DATA:
//! The produced AST (spec §6 "Produced AST").
//!
//! A flat node vector plus a list of root declaration indices. `NodeId(0)`
//! is reserved as the invalid sentinel — no valid declaration ever lands at
//! index 0 (the vector's slot 0 is filled with a placeholder at
//! construction so indices line up 1:1 with ids).

use crate::arena::ExprHandle;
use crate::token::TokenId;
use crate::ty::Type;

#[derive(Debug, Clone, Copy, PartialEq, Eq, Hash)]
pub struct NodeId(u32);

impl NodeId {
    pub const INVALID: NodeId = NodeId(0);

    fn new(index: usize) -> Self {
        NodeId(index as u32)
    }

    pub fn is_valid(self) -> bool {
        self.0 != 0
    }
}

/// Opaque reference to a statement node owned by the (external) statement
/// parser; the Declaration Coordinator stores a function body as one of
/// these without inspecting it (spec §4.4 "consumed here only as an opaque
/// node handle").
#[derive(Debug, Clone, Copy, PartialEq, Eq, Hash)]
pub struct StmtHandle(pub u32);

/// The validation cross-product tag a declaration is filed under (spec
/// §4.4 "Validation picks the precise AST tag from the cross-product"), so
/// downstream passes do not need to re-derive storage-class/function-
/// specifier combinations from scratch.
#[derive(Debug, Clone, Copy, PartialEq, Eq)]
pub enum DeclTag {
    Var,
    ExternVar,
    StaticVar,
    ThreadLocalVar,
    ThreadLocalExternVar,
    ThreadLocalStaticVar,
    Typedef,
    FnProto,
    StaticFnProto,
    InlineFnProto,
    StaticInlineFnProto,
    NoreturnFnProto,
    StaticNoreturnFnProto,
    InlineNoreturnFnProto,
    StaticInlineNoreturnFnProto,
    FnDef,
    StaticFnDef,
    InlineFnDef,
    StaticInlineFnDef,
    NoreturnFnDef,
    StaticNoreturnFnDef,
    InlineNoreturnFnDef,
    StaticInlineNoreturnFnDef,
}

#[derive(Debug, Clone)]
pub struct Node {
    pub tag: DeclTag,
    pub ty: Type,
    /// Points at the declared name; `0` for declarators with no name (this
    /// should not occur for a published declaration, but abstract
    /// declarators reuse the same token convention as `0`).
    pub name_token: TokenId,
    pub initializer: Option<ExprHandle>,
    pub body: Option<StmtHandle>,
}

/// Owns every declaration node produced for one translation unit.
#[derive(Debug, Default)]
pub struct Ast {
    nodes: Vec<Node>,
    roots: Vec<NodeId>,
}

impl Ast {
    pub fn new() -> Self {
        // Slot 0 is never returned by `push`; its contents are never read.
        Ast {
            nodes: vec![Node {
                tag: DeclTag::Var,
                ty: Type::VOID,
                name_token: 0,
                initializer: None,
                body: None,
            }],
            roots: Vec::new(),
        }
    }

    pub fn push(&mut self, node: Node) -> NodeId {
        self.nodes.push(node);
        NodeId::new(self.nodes.len() - 1)
    }

    pub fn push_root(&mut self, node: Node) -> NodeId {
        let id = self.push(node);
        self.roots.push(id);
        id
    }

    pub fn get(&self, id: NodeId) -> &Node {
        &self.nodes[id.0 as usize]
    }

    pub fn roots(&self) -> &[NodeId] {
        &self.roots
    }

    pub fn len(&self) -> usize {
        self.nodes.len() - 1
    }

    pub fn is_empty(&self) -> bool {
        self.len() == 0
    }
}

#[cfg(test)]
mod tests {
    use super::*;
    use crate::ty::Specifier;

    #[test]
    fn node_id_zero_is_invalid() {
        assert!(!NodeId::INVALID.is_valid());
    }

    #[test]
    fn push_root_is_reachable_via_roots() {
        let mut ast = Ast::new();
        let id = ast.push_root(Node {
            tag: DeclTag::Var,
            ty: Type::fundamental(Specifier::Int),
            name_token: 5,
            initializer: None,
            body: None,
        });
        assert!(id.is_valid());
        assert_eq!(ast.roots(), &[id]);
        assert_eq!(ast.get(id).name_token, 5);
    }

    #[test]
    fn non_root_nodes_are_not_listed_as_roots() {
        let mut ast = Ast::new();
        ast.push(Node {
            tag: DeclTag::Var,
            ty: Type::INT,
            name_token: 1,
            initializer: None,
            body: None,
        });
        assert!(ast.roots().is_empty());
        assert_eq!(ast.len(), 1);
    }
}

YOUR OBJECTIVE: Each line of the material above needs to be quoted exactly, please.

TASK OUTPUT:
//! The produced AST (spec §6 "Produced AST").
//!
//! A flat node vector plus a list of root declaration indices. `NodeId(0)`
//! is reserved as the invalid sentinel — no valid declaration ever lands at
//! index 0 (the vector's slot 0 is filled with a placeholder at
//! construction so indices line up 1:1 with ids).

use crate::arena::ExprHandle;
use crate::token::TokenId;
use crate::ty::Type;

#[derive(Debug, Clone, Copy, PartialEq, Eq, Hash)]
pub struct NodeId(u32);

impl NodeId {
    pub const INVALID: NodeId = NodeId(0);

    fn new(index: usize) -> Self {
        NodeId(index as u32)
    }

    pub fn is_valid(self) -> bool {
        self.0 != 0
    }
}

/// Opaque reference to a statement node owned by the (external) statement
/// parser; the Declaration Coordinator stores a function body as one of
/// these without inspecting it (spec §4.4 "consumed here only as an opaque
/// node handle").
#[derive(Debug, Clone, Copy, PartialEq, Eq, Hash)]
pub struct StmtHandle(pub u32);

/// The validation cross-product tag a declaration is filed under (spec
/// §4.4 "Validation picks the precise AST tag from the cross-product"), so
/// downstream passes do not need to re-derive storage-class/function-
/// specifier combinations from scratch.
#[derive(Debug, Clone, Copy, PartialEq, Eq)]
pub enum DeclTag {
    Var,
    ExternVar,
    StaticVar,
    ThreadLocalVar,
    ThreadLocalExternVar,
    ThreadLocalStaticVar,
    Typedef,
    FnProto,
    StaticFnProto,
    InlineFnProto,
    StaticInlineFnProto,
    NoreturnFnProto,
    StaticNoreturnFnProto,
    InlineNoreturnFnProto,
    StaticInlineNoreturnFnProto,
    FnDef,
    StaticFnDef,
    InlineFnDef,
    StaticInlineFnDef,
    NoreturnFnDef,
    StaticNoreturnFnDef,
    InlineNoreturnFnDef,
    StaticInlineNoreturnFnDef,
}

#[derive(Debug, Clone)]
pub struct Node {
    pub tag: DeclTag,
    pub ty: Type,
    /// Points at the declared name; `0` for declarators with no name (this
    /// should not occur for a published declaration, but abstract
    /// declarators reuse the same token convention as `0`).
    pub name_token: TokenId,
    pub initializer: Option<ExprHandle>,
    pub body: Option<StmtHandle>,
}

/// Owns every declaration node produced for one translation unit.
#[derive(Debug, Default)]
pub struct Ast {
    nodes: Vec<Node>,
    roots: Vec<NodeId>,
}

impl Ast {
    pub fn new() -> Self {
        // Slot 0 is never returned by `push`; its contents are never read.
        Ast {
            nodes: vec![Node {
                tag: DeclTag::Var,
                ty: Type::VOID,
                name_token: 0,
                initializer: None,
                body: None,
            }],
            roots: Vec::new(),
        }
    }

    pub fn push(&mut self, node: Node) -> NodeId {
        self.nodes.push(node);
        NodeId::new(self.nodes.len() - 1)
    }

    pub fn push_root(&mut self, node: Node) -> NodeId {
        let id = self.push(node);
        self.roots.push(id);
        id
    }

    pub fn get(&self, id: NodeId) -> &Node {
        &self.nodes[id.0 as usize]
    }

    pub fn roots(&self) -> &[NodeId] {
        &self.roots
    }

    pub fn len(&self) -> usize {
        self.nodes.len() - 1
    }

    pub fn is_empty(&self) -> bool {
        self.len() == 0
    }
}

#[cfg(test)]
mod tests {
    use super::*;
    use crate::ty::Specifier;

    #[test]
    fn node_id_zero_is_invalid() {
        assert!(!NodeId::INVALID.is_valid());
    }

    #[test]
    fn push_root_is_reachable_via_roots() {
        let mut ast = Ast::new();
        let id = ast.push_root(Node {
            tag: DeclTag::Var,
            ty: Type::fundamental(Specifier::Int),
            name_token: 5,
            initializer: None,
            body: None,
        });
        assert!(id.is_valid());
        assert_eq!(ast.roots(), &[id]);
        assert_eq!(ast.get(id).name_token, 5);
    }

    #[test]
    fn non_root_nodes_are_not_listed_as_roots() {
        let mut ast = Ast::new();
        ast.push(Node {
            tag: DeclTag::Var,
            ty: Type::INT,
            name_token: 1,
            initializer: None,
            body: None,
        });
        assert!(ast.roots().is_empty());
        assert_eq!(ast.len(), 1);
    }
}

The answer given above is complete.